[ACTION ITEM] Print out the records in full, keeping each word unchanged.

Entries taken from a collection
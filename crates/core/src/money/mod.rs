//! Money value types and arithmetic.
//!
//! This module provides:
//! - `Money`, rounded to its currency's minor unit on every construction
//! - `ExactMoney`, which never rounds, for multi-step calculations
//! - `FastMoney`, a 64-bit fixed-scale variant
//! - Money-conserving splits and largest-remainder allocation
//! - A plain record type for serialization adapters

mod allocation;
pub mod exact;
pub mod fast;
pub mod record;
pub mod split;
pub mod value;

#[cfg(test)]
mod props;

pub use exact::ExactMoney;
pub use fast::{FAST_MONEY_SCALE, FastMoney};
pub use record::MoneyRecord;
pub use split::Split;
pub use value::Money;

[ANSWER TO THIS PROBLEM]
filename crates/core/src/money/mod.rs
//! Money value types and arithmetic.
//!
//! This module provides:
//! - `Money`, rounded to its currency's minor unit on every construction
//! - `ExactMoney`, which never rounds, for multi-step calculations
//! - `FastMoney`, a 64-bit fixed-scale variant
//! - Money-conserving splits and largest-remainder allocation
//! - A plain record type for serialization adapters

mod allocation;
pub mod exact;
pub mod fast;
pub mod record;
pub mod split;
pub mod value;

#[cfg(test)]
mod props;

pub use exact::ExactMoney;
pub use fast::{FAST_MONEY_SCALE, FastMoney};
pub use record::MoneyRecord;
pub use split::Split;
pub use value::Money;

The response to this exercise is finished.